The data: Begin

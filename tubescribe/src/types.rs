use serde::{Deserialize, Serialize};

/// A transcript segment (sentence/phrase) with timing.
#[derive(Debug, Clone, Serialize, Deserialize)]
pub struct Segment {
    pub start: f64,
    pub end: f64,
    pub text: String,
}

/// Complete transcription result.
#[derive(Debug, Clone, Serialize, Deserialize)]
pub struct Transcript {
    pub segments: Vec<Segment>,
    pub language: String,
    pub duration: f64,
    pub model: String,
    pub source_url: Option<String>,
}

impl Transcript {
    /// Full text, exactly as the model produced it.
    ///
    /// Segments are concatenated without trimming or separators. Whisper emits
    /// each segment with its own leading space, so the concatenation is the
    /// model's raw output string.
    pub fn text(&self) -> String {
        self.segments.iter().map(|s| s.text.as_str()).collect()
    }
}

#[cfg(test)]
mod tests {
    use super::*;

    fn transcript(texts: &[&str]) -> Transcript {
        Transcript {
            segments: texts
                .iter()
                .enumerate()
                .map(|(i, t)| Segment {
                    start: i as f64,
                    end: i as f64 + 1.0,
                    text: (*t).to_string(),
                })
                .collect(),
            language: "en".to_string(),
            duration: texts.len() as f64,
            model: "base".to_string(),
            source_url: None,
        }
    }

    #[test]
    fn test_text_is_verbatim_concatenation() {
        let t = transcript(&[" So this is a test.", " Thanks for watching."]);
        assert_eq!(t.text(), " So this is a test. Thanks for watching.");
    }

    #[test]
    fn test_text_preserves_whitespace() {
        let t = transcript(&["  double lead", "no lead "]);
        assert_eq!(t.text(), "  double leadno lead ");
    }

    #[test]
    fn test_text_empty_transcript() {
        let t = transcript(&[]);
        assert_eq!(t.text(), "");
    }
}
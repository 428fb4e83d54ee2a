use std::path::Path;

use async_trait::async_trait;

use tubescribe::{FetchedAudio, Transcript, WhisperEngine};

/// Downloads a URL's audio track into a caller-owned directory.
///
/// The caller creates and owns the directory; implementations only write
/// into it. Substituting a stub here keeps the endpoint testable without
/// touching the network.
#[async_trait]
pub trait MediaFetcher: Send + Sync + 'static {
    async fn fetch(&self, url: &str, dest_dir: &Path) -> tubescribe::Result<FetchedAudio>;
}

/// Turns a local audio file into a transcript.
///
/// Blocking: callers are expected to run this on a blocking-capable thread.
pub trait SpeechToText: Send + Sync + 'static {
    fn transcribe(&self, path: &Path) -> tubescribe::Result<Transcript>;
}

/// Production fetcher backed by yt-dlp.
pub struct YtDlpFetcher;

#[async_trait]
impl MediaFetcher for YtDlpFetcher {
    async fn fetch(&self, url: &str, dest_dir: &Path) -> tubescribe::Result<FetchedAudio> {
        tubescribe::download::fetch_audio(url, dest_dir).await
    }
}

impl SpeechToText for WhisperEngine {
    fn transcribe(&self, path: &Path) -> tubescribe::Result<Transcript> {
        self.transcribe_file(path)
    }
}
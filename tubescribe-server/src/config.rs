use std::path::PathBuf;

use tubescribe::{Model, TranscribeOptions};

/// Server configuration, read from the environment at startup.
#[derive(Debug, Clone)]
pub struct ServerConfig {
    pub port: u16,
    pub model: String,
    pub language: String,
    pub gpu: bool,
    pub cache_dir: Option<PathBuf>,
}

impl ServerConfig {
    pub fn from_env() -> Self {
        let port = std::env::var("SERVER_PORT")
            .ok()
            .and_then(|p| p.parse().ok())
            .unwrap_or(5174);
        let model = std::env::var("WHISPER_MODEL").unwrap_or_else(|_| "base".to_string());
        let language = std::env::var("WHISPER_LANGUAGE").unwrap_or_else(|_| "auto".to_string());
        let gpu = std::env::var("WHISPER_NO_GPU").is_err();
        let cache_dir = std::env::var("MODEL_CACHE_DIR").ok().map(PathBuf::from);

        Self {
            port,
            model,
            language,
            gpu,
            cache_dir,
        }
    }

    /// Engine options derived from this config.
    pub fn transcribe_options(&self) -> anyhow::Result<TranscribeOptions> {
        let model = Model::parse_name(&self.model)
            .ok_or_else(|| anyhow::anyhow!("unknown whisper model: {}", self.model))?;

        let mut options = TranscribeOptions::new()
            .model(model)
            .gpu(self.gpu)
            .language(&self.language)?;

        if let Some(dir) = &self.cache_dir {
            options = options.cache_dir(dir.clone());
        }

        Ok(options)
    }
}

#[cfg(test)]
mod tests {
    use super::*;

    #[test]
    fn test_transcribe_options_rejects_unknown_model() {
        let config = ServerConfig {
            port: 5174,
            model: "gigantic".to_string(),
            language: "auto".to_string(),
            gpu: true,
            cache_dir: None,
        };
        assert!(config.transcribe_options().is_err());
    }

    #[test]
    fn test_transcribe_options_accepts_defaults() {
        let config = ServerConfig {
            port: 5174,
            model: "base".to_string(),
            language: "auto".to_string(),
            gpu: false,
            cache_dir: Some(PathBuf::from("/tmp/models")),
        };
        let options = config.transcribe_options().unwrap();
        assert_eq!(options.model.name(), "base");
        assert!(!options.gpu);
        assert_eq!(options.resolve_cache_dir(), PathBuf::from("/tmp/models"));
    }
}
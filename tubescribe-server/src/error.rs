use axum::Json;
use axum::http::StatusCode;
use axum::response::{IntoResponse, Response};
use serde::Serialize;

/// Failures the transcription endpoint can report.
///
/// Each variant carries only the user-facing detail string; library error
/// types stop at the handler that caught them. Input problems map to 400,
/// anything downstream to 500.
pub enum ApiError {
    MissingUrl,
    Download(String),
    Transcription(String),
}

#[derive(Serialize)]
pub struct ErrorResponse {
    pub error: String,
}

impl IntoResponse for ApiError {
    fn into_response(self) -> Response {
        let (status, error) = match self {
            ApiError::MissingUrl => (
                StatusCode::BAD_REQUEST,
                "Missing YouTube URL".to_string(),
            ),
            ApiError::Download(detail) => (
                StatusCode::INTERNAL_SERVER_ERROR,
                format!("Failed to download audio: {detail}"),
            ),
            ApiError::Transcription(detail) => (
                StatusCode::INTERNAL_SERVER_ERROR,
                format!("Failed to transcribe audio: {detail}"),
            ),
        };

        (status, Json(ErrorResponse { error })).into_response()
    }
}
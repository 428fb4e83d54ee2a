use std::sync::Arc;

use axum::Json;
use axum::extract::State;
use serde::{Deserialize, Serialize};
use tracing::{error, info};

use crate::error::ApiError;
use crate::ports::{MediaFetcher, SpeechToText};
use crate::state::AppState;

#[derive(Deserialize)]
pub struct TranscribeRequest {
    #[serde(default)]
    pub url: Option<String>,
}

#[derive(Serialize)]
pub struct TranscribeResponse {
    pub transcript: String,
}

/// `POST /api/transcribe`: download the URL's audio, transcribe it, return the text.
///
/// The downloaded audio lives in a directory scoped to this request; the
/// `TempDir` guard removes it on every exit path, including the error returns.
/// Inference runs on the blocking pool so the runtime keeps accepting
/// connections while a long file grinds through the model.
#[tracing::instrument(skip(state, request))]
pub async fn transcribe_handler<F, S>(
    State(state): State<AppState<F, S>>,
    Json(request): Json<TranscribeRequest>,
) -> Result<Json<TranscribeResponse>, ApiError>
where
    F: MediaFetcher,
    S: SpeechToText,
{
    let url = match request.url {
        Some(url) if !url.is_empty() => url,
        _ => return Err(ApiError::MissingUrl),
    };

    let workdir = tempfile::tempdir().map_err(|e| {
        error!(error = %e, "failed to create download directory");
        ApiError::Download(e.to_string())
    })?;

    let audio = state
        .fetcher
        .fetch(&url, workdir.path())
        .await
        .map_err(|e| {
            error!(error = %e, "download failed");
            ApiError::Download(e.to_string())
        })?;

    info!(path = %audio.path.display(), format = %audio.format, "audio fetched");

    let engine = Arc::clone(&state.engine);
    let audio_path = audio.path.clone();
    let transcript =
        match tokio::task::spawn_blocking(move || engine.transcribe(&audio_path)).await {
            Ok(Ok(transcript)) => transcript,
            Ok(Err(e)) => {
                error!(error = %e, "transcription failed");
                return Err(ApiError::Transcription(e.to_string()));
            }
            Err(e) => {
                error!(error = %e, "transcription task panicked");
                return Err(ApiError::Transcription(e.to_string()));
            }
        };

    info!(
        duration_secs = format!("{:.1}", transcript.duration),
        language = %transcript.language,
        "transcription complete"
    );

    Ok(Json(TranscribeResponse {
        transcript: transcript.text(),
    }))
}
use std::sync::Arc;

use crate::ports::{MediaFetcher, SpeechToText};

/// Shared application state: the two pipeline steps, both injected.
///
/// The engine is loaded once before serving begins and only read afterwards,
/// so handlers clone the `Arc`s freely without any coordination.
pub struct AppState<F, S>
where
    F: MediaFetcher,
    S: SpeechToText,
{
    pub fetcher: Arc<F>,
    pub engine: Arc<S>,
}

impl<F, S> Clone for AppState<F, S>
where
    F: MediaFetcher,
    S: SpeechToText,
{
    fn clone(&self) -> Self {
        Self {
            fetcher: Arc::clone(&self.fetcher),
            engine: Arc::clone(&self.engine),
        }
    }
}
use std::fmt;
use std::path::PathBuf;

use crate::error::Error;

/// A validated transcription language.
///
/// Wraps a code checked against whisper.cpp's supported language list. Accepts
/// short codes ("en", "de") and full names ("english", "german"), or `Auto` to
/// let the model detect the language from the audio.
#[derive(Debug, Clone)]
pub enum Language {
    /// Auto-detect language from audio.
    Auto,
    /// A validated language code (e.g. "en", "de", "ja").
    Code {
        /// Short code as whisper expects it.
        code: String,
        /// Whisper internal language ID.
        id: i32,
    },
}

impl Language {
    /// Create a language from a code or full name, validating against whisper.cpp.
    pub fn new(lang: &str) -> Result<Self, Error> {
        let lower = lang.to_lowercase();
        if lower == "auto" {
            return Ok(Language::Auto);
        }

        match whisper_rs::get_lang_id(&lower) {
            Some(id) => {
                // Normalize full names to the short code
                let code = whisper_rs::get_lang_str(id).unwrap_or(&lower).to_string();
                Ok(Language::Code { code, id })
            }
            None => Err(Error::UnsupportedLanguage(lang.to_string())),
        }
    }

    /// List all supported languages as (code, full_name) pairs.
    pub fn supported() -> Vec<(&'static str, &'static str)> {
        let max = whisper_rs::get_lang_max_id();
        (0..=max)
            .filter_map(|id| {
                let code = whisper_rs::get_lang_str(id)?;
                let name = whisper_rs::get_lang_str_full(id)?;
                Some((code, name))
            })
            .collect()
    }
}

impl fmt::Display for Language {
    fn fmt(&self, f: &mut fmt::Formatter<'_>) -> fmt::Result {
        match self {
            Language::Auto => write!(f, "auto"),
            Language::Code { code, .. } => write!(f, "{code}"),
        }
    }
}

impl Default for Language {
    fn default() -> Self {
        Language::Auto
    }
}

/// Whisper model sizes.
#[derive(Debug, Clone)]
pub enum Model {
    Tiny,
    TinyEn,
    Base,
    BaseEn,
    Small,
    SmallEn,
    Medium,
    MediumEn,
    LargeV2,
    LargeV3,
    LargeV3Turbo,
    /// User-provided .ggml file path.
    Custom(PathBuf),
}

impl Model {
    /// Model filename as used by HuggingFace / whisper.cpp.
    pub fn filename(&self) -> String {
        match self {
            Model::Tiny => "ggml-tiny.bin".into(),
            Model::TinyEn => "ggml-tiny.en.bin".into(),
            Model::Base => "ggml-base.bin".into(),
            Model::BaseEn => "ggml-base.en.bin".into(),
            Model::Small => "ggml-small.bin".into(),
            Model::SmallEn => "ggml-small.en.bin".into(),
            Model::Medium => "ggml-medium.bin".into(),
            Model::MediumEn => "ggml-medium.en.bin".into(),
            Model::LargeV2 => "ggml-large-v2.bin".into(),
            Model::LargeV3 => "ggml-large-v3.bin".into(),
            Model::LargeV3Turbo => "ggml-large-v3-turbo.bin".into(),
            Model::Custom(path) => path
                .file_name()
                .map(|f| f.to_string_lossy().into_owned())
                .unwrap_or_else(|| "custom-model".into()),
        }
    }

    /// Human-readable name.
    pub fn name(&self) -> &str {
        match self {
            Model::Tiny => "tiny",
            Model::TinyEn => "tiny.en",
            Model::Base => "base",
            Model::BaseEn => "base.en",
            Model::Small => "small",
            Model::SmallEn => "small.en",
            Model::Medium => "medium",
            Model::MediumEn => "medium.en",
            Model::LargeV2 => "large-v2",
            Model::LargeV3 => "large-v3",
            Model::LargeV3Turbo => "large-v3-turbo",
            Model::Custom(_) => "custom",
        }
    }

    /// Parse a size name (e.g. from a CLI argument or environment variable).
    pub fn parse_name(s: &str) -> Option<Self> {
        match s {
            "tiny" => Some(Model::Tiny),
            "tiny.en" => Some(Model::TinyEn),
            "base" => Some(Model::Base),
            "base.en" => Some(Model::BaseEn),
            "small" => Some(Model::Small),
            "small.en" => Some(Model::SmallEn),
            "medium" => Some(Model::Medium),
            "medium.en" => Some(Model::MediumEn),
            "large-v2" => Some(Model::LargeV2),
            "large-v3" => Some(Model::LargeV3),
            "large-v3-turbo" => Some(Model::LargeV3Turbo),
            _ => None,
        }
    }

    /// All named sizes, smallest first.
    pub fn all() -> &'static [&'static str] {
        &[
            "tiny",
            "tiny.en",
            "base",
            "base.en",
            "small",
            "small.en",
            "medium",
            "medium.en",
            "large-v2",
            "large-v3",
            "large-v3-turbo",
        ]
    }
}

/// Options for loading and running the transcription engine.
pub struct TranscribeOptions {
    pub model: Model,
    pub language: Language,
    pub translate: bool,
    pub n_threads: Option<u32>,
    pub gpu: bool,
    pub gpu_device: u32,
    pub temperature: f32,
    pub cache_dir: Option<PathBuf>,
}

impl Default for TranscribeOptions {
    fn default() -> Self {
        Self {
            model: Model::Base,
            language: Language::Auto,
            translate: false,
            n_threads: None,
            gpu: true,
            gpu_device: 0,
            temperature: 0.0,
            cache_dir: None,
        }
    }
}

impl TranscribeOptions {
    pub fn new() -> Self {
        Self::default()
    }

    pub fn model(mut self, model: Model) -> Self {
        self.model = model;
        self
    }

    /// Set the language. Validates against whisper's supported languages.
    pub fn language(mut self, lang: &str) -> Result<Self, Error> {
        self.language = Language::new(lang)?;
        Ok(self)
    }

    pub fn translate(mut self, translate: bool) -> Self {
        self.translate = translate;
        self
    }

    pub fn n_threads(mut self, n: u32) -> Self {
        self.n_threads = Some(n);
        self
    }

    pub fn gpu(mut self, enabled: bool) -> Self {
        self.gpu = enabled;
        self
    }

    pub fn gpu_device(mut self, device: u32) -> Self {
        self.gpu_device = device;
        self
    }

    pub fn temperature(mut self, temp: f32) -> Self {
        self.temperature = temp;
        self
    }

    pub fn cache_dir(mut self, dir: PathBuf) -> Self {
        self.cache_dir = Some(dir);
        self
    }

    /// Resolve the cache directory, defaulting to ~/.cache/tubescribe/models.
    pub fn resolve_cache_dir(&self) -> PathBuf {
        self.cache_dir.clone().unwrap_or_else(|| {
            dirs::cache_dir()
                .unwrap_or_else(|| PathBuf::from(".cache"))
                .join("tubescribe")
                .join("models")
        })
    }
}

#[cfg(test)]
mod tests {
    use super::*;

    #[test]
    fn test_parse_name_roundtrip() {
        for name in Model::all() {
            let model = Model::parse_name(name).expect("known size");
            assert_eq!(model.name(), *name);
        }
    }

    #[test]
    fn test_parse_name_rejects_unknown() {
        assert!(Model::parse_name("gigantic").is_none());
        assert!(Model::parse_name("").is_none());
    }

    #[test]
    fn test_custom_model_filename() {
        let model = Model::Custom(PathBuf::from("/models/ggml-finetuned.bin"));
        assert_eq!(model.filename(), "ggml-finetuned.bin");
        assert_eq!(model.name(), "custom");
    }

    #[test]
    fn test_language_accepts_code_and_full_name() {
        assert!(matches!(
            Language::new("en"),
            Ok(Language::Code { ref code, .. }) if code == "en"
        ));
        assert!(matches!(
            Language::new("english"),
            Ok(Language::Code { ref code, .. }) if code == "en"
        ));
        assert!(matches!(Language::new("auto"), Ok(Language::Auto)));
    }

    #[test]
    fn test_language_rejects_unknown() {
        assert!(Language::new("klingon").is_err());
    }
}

The data: End

[Exercise goal] The lines from the beginning of the records through the line containing "a caller-owned directory." should be reproduced exactly. Include nothing else.

[Answer below]
filename tubescribe/src/types.rs
use serde::{Deserialize, Serialize};

/// A transcript segment (sentence/phrase) with timing.
#[derive(Debug, Clone, Serialize, Deserialize)]
pub struct Segment {
    pub start: f64,
    pub end: f64,
    pub text: String,
}

/// Complete transcription result.
#[derive(Debug, Clone, Serialize, Deserialize)]
pub struct Transcript {
    pub segments: Vec<Segment>,
    pub language: String,
    pub duration: f64,
    pub model: String,
    pub source_url: Option<String>,
}

impl Transcript {
    /// Full text, exactly as the model produced it.
    ///
    /// Segments are concatenated without trimming or separators. Whisper emits
    /// each segment with its own leading space, so the concatenation is the
    /// model's raw output string.
    pub fn text(&self) -> String {
        self.segments.iter().map(|s| s.text.as_str()).collect()
    }
}

#[cfg(test)]
mod tests {
    use super::*;

    fn transcript(texts: &[&str]) -> Transcript {
        Transcript {
            segments: texts
                .iter()
                .enumerate()
                .map(|(i, t)| Segment {
                    start: i as f64,
                    end: i as f64 + 1.0,
                    text: (*t).to_string(),
                })
                .collect(),
            language: "en".to_string(),
            duration: texts.len() as f64,
            model: "base".to_string(),
            source_url: None,
        }
    }

    #[test]
    fn test_text_is_verbatim_concatenation() {
        let t = transcript(&[" So this is a test.", " Thanks for watching."]);
        assert_eq!(t.text(), " So this is a test. Thanks for watching.");
    }

    #[test]
    fn test_text_preserves_whitespace() {
        let t = transcript(&["  double lead", "no lead "]);
        assert_eq!(t.text(), "  double leadno lead ");
    }

    #[test]
    fn test_text_empty_transcript() {
        let t = transcript(&[]);
        assert_eq!(t.text(), "");
    }
}
repository 428fb4e83d54ee2a
use std::path::Path;

use async_trait::async_trait;

use tubescribe::{FetchedAudio, Transcript, WhisperEngine};

/// Downloads a URL's audio track into a caller-owned directory.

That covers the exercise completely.